It is a truth, one that we don’t often admit to ourselves, but a truth nevertheless, that the characters we consort with do tend to rub off on one’s own quite insidiously. Such, of course, is not the case with Spencer Sproul, a fey, unworldly boy nurturing notions of mass murder while slogging his guts out in the clogged arteries of fast-food consumerist America. The scourge of capitalism and ravenous consumerism do, however, rub off on one’s character as Tom Bradley shows us with his Bizarro novella Lemur.

Bradley’s writing is minimalist whilst providing enough narrative nutrition to sink your teeth into. With Lemur Bradley offers up quite a menu of characters, a veritable stew of displaced oddities: Mahalia, an African-American sex-worker who plays kill-me games with Spencer; Raleigh Standish, a critic whose erotic triggers are a tad too widespread; and Spud, a festering bus-boy who catches the eye of the protagonist.

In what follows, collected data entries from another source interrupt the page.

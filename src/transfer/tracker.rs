use std::{
    collections::VecDeque,
    sync::{
        mpsc::{self, Receiver, Sender},
        Arc, Mutex,
    },
    thread::{self, JoinHandle},
    time::Instant,
};

use dashmap::{mapref::entry::Entry, DashMap};
use tracing::{debug, warn};

use crate::change_bus::{ChangeBus, ChangeKind, SubscriptionId};
use crate::db::current_timestamp_millis;

#[flutter_rust_bridge::frb]
#[derive(Clone, Copy, Debug, PartialEq, Eq, Hash)]
pub enum SessionKind {
    Upload,
    Download,
}

/// 传输协作者上报的一次进度。
#[derive(Clone, Debug, PartialEq, Eq)]
pub struct ProgressTick {
    pub oc_id: String,
    pub oc_id_transfer: String,
    pub bytes_sent: u64,
    pub bytes_expected: u64,
    pub chunk: u32,
    pub session_kind: SessionKind,
}

/// 以 `(oc_id, oc_id_transfer)` 为键的传输进度；`bytes_sent` 只增不减。
#[flutter_rust_bridge::frb]
#[derive(Clone, Debug, PartialEq, Eq)]
pub struct TransferProgress {
    pub oc_id: String,
    pub oc_id_transfer: String,
    pub bytes_sent: u64,
    pub bytes_expected: u64,
    pub chunk_index: u32,
    pub session_kind: SessionKind,
    pub updated_at_millis: i64,
}

impl TransferProgress {
    /// 0.0 - 1.0；预期大小未知时返回 None。
    pub fn fraction(&self) -> Option<f64> {
        if self.bytes_expected == 0 {
            return None;
        }
        Some((self.bytes_sent as f64 / self.bytes_expected as f64).min(1.0))
    }
}

/// 推送给订阅者的增量，附带瞬时速度。
#[derive(Clone, Debug, PartialEq)]
pub struct TransferUpdate {
    pub progress: TransferProgress,
    pub speed_bps: Option<f64>,
}

#[derive(Clone, Debug, PartialEq, Eq, Hash)]
struct TransferKey {
    oc_id: String,
    oc_id_transfer: String,
}

/// 保留的终态标记上限；超出后最早的标记被淘汰。
const TERMINATED_CAPACITY: usize = 256;

/// 已结束的传输；`oc_id_transfer` 为 None 时覆盖该 ocId 的全部传输。
#[derive(Clone, Debug, PartialEq, Eq)]
struct Terminated {
    oc_id: String,
    oc_id_transfer: Option<String>,
}

impl Terminated {
    fn covers(&self, key: &TransferKey) -> bool {
        self.oc_id == key.oc_id
            && self
                .oc_id_transfer
                .as_deref()
                .map_or(true, |id| id == key.oc_id_transfer)
    }
}

/// 最近一次用来计算速度的快照（字节数 + 时间）。
#[derive(Clone)]
struct SpeedSample {
    bytes: u64,
    instant: Instant,
}

struct Tracked {
    progress: TransferProgress,
    sample: SpeedSample,
}

/// 进行中传输的进度表。
/// 分片加锁：不同传输的并发上报互不阻塞；完成语义由 ChangeBus 上的终态事件决定。
#[derive(Clone, Default)]
pub struct TransferTracker {
    entries: Arc<DashMap<TransferKey, Tracked>>,
    terminated: Arc<Mutex<VecDeque<Terminated>>>,
    subscribers: Arc<Mutex<Vec<Sender<TransferUpdate>>>>,
}
use std::sync::Arc;

use tracing::debug;

use crate::metadata::RemoteFileEntry;
use crate::settings::UNIFIED_SEARCH_MIN_SERVER_VERSION;

/// 远端搜索后端的标识，例如 `files`、`fulltextsearch`。
pub type ProviderId = String;

/// 旧版单次搜索接口对外呈现的唯一 provider。
pub const LEGACY_PROVIDER_ID: &str = "files";

/// 一次 provider 请求的参数；`provider` 为空表示向所有 provider 发起首轮搜索。
#[derive(Clone, Debug, PartialEq, Eq)]
pub struct SearchQuery {
    pub term: String,
    pub account: String,
    pub provider: Option<ProviderId>,
    pub cursor: Option<String>,
    pub limit: usize,
}

/// provider 返回的一页结果，条目顺序即 provider 声明的顺序。
#[derive(Clone, Debug, Default, PartialEq, Eq)]
pub struct ProviderPage {
    pub entries: Vec<RemoteFileEntry>,
    pub cursor: Option<String>,
    pub is_paginated: bool,
}

/// 回调接收 `(provider, page)`；一次搜索可多次回调，每个 provider 一页。
pub type PageSink<'a> = dyn FnMut(ProviderId, ProviderPage) + 'a;

/// 统一搜索（多 provider、游标分页）的传输抽象。
/// 页面通过 `sink` 逐个流式送达；返回 `Err` 表示整个请求失败。
pub trait UnifiedSearchProvider: Send + Sync {
    fn search(&self, query: &SearchQuery, sink: &mut PageSink<'_>) -> Result<(), String>;
}

/// 旧版服务器的单次文件搜索。
pub trait LegacySearchFetcher: Send + Sync {
    fn search_files(&self, term: &str, account: &str) -> Result<Vec<RemoteFileEntry>, String>;
}

/// 把旧版接口包装成只有一个 provider、一页、不可分页的统一搜索。
pub struct LegacySearchProvider {
    fetcher: Arc<dyn LegacySearchFetcher>,
}

impl LegacySearchProvider {
    pub fn new(fetcher: Arc<dyn LegacySearchFetcher>) -> Self {
        Self { fetcher }
    }
}

impl UnifiedSearchProvider for LegacySearchProvider {
    fn search(&self, query: &SearchQuery, sink: &mut PageSink<'_>) -> Result<(), String> {
        if query.cursor.is_some() {
            // 旧接口没有续页。
            return Ok(());
        }
        if let Some(provider) = query.provider.as_deref() {
            if provider != LEGACY_PROVIDER_ID {
                return Ok(());
            }
        }
        let entries = self.fetcher.search_files(&query.term, &query.account)?;
        sink(
            LEGACY_PROVIDER_ID.to_string(),
            ProviderPage {
                entries,
                cursor: None,
                is_paginated: false,
            },
        );
        Ok(())
    }
}

/// 按服务器主版本选择搜索实现：新版走统一搜索，旧版退回单次搜索。
pub fn select_search_provider(
    server_major: u32,
    unified: Arc<dyn UnifiedSearchProvider>,
    legacy: Arc<dyn LegacySearchFetcher>,
) -> Arc<dyn UnifiedSearchProvider> {
    if server_major >= UNIFIED_SEARCH_MIN_SERVER_VERSION {
        unified
    } else {
        debug!(server_major, "server predates unified search, using legacy search");
        Arc::new(LegacySearchProvider::new(legacy))
    }
}
pub mod core;
pub mod event;

pub use self::core::{ChangeBus, ChangeHandler, SubscriptionId};
pub use event::{ChangeEvent, ChangeKind};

Spencer Sproul is not, could not, be an inherently evil person (if such a thing as inherent evil exists). Bradley has created a teenager who is so far removed from the world of tangible faces and things that he could not find his way back with even Anneka Rice on his arm. His attempts, and failures, at offing people are darkly comical, offensive and oddly touching.

It is when Spencer abducts an upper-class child musician wanting to do a John Wayne Gacy does the realisation dawn on him that perhaps there are other ways of inflicting pain on unsuspecting fat Americans i.e. embrace the beast he so desperately yearns to eschew.

Bradley’s prose is terse, his pace quick and chock-full of socio-political observations, cutting satirical switchblade swipes at how sex, marketing and murder are often, uncomfortably intrinsically linked: “he stares at reproductions of magazine ads in which images of people copulating and killing each other are subtly blended into the shiny bits of pop cans, SUVs, handguns etc…”

Only Tom Bradley would create a world where a malnourished, metal-faced meth-whore wearing little more than a Cow and Chicken t-shirt is crushed beneath a “tidal wave of cellulite” while attempting to rob a diner. A stampede of the dead-eyed alienation of contemporary American youth counter-culture by the machinations of monolithic marketing.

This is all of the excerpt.